Crikey! What a Bloomin' Shame.

I am also bummed out, gutted even, over Steve Irwin's untimely death. Many a time have I seen him pick up one or even two deadly snakes, wrestle a croc, and uncomfortably adjust his khakis in an episode of The Crocodile Hunter, with nary a scratch. The bloke lived large and lived well. Yes, he took plenty of risks, and there was that time when he was carrying his child in the croc pen (obviously, Steve wasn't cut out for babysitting)... but that was far and away the exception. Most of the time Steve was mad in the sense that a kid in a toy shop goes mad.

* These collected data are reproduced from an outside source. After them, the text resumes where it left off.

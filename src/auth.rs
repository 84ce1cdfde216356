//! Authentication and authorization.
//!
//! Authentication happens at connection setup: the server requires a
//! mutual-TLS handshake and takes the subject common name of the verified
//! leaf certificate as the principal identity. Authorization happens per
//! procedure: the identity is evaluated as `(subject, "*", procedure)`
//! against a casbin-style model/policy file pair.

use std::path::Path;

use rustls::pki_types::CertificateDer;
use thiserror::Error;
use x509_parser::prelude::{FromDer, X509Certificate};

/// Why a connection could not be authenticated.
#[derive(Debug, Error)]
pub enum AuthError {
    #[error("no verified peer certificate")]
    NoPeerCertificate,

    #[error("bad peer certificate: {0}")]
    BadCertificate(String),

    #[error("peer certificate has an empty common name")]
    EmptyCommonName,

    #[error("policy: {0}")]
    Policy(String),
}

/// Extract the principal identity from a verified peer certificate chain.
///
/// The identity is the subject common name of the leaf certificate.
pub fn identity_from_certs(certs: &[CertificateDer<'_>]) -> Result<String, AuthError> {
    let leaf = certs.first().ok_or(AuthError::NoPeerCertificate)?;
    let (_, cert) = X509Certificate::from_der(leaf.as_ref())
        .map_err(|e| AuthError::BadCertificate(e.to_string()))?;
    let cn = cert
        .subject()
        .iter_common_name()
        .next()
        .and_then(|attr| attr.as_str().ok())
        .unwrap_or_default();
    if cn.is_empty() {
        return Err(AuthError::EmptyCommonName);
    }
    Ok(cn.to_string())
}

/// One `p, sub, obj, act` policy line.
#[derive(Debug, Clone, PartialEq, Eq)]
struct PolicyRule {
    subject: String,
    object: String,
    action: String,
}

impl PolicyRule {
    fn matches(&self, subject: &str, object: &str, action: &str) -> bool {
        fn field_matches(rule: &str, value: &str) -> bool {
            rule == "*" || rule == value
        }
        field_matches(&self.subject, subject)
            && field_matches(&self.object, object)
            && field_matches(&self.action, action)
    }
}

/// File-driven ACL evaluator over a casbin-format model and policy pair.
///
/// The model file is validated for the sections the evaluator relies on;
/// the policy file contributes one rule per `p, sub, obj, act` line.
/// Missing rules deny.
pub struct Authorizer {
    rules: Vec<PolicyRule>,
}

impl Authorizer {
    pub fn new(model: impl AsRef<Path>, policy: impl AsRef<Path>) -> Result<Self, AuthError> {
        let model_text = std::fs::read_to_string(model.as_ref())
            .map_err(|e| AuthError::Policy(format!("read model: {e}")))?;
        for section in ["[request_definition]", "[policy_definition]", "[matchers]"] {
            if !model_text.contains(section) {
                return Err(AuthError::Policy(format!(
                    "model is missing the {section} section"
                )));
            }
        }

        let policy_text = std::fs::read_to_string(policy.as_ref())
            .map_err(|e| AuthError::Policy(format!("read policy: {e}")))?;
        let mut rules = Vec::new();
        for (lineno, line) in policy_text.lines().enumerate() {
            let line = line.trim();
            if line.is_empty() || line.starts_with('#') {
                continue;
            }
            let fields: Vec<&str> = line.split(',').map(str::trim).collect();
            if fields.len() != 4 || fields[0] != "p" {
                return Err(AuthError::Policy(format!(
                    "malformed policy rule on line {}",
                    lineno + 1
                )));
            }
            rules.push(PolicyRule {
                subject: fields[1].to_string(),
                object: fields[2].to_string(),
                action: fields[3].to_string(),
            });
        }
        Ok(Authorizer { rules })
    }

    /// True when some policy rule grants `(subject, object, action)`.
    pub fn enforce(&self, subject: &str, object: &str, action: &str) -> bool {
        self.rules
            .iter()
            .any(|rule| rule.matches(subject, object, action))
    }
}

#[cfg(test)]
mod tests {
    use super::*;
    use std::io::Write;

    const MODEL: &str = "\
[request_definition]
r = sub, obj, act

[policy_definition]
p = sub, obj, act

[policy_effect]
e = some(where (p.eft == allow))

[matchers]
m = r.sub == p.sub && r.obj == p.obj && r.act == p.act
";

    fn write_files(policy: &str) -> (tempfile::NamedTempFile, tempfile::NamedTempFile) {
        let mut model_file = tempfile::NamedTempFile::new().unwrap();
        model_file.write_all(MODEL.as_bytes()).unwrap();
        let mut policy_file = tempfile::NamedTempFile::new().unwrap();
        policy_file.write_all(policy.as_bytes()).unwrap();
        (model_file, policy_file)
    }

    #[test]
    fn test_enforce_grants_and_denies() {
        let (model, policy) = write_files(
            "p, root, *, produce\n\
             p, root, *, consume\n",
        );
        let authz = Authorizer::new(model.path(), policy.path()).unwrap();
        assert!(authz.enforce("root", "*", "produce"));
        assert!(authz.enforce("root", "*", "consume"));
        assert!(!authz.enforce("root", "*", "produce_stream"));
        assert!(!authz.enforce("nobody", "*", "produce"));
    }

    #[test]
    fn test_enforce_wildcard_action() {
        let (model, policy) = write_files("p, root, *, *\n");
        let authz = Authorizer::new(model.path(), policy.path()).unwrap();
        assert!(authz.enforce("root", "*", "consume_stream"));
        assert!(!authz.enforce("nobody", "*", "consume_stream"));
    }

    #[test]
    fn test_comments_and_blank_lines_are_skipped() {
        let (model, policy) = write_files("# grants\n\np, root, *, produce\n");
        let authz = Authorizer::new(model.path(), policy.path()).unwrap();
        assert!(authz.enforce("root", "*", "produce"));
    }

    #[test]
    fn test_malformed_rule_is_rejected() {
        let (model, policy) = write_files("p, root, produce\n");
        assert!(Authorizer::new(model.path(), policy.path()).is_err());
    }

    #[test]
    fn test_model_missing_section_is_rejected() {
        let mut model_file = tempfile::NamedTempFile::new().unwrap();
        model_file.write_all(b"[request_definition]\n").unwrap();
        let (_, policy) = write_files("p, root, *, produce\n");
        assert!(Authorizer::new(model_file.path(), policy.path()).is_err());
    }

    #[test]
    fn test_identity_from_generated_cert() {
        let mut params = rcgen::CertificateParams::new(vec!["localhost".to_string()]).unwrap();
        params
            .distinguished_name
            .push(rcgen::DnType::CommonName, "root");
        let key = rcgen::KeyPair::generate().unwrap();
        let cert = params.self_signed(&key).unwrap();

        let identity = identity_from_certs(&[cert.der().clone()]).unwrap();
        assert_eq!(identity, "root");
    }

    #[test]
    fn test_identity_requires_a_certificate() {
        assert!(matches!(
            identity_from_certs(&[]),
            Err(AuthError::NoPeerCertificate)
        ));
    }

    #[test]
    fn test_identity_requires_a_common_name() {
        let params = rcgen::CertificateParams::new(vec!["localhost".to_string()]).unwrap();
        let key = rcgen::KeyPair::generate().unwrap();
        let cert = params.self_signed(&key).unwrap();
        assert!(matches!(
            identity_from_certs(&[cert.der().clone()]),
            Err(AuthError::EmptyCommonName)
        ));
    }
}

My favourite episode is one where he is visiting a part of Virginia (if memory serves) and observing, then picking up a Timber rattlesnake off of a large rock. Suddenly, the rattling noise doubles in intensity and Steve freezes. "Oy!" or something to that effect, says Steve. Another Timber Rattlesnake is coiled up on the ground, right between Steve's legs, as if from a Madonna video. With nerves of steel (and bollocks to boot, no doubt) Steve gingerly places the first snake down and carefully moves out of range of the second snake, using a straddling motion that Elvis would have been proud of, only in slow motion.

"Whew! Crikey, that was a close one!" exclaimed Steve.

If only the same could have been said of yesterday's events.

He was a one of a kind. Good on ya, Steverino! You will be missed, mate.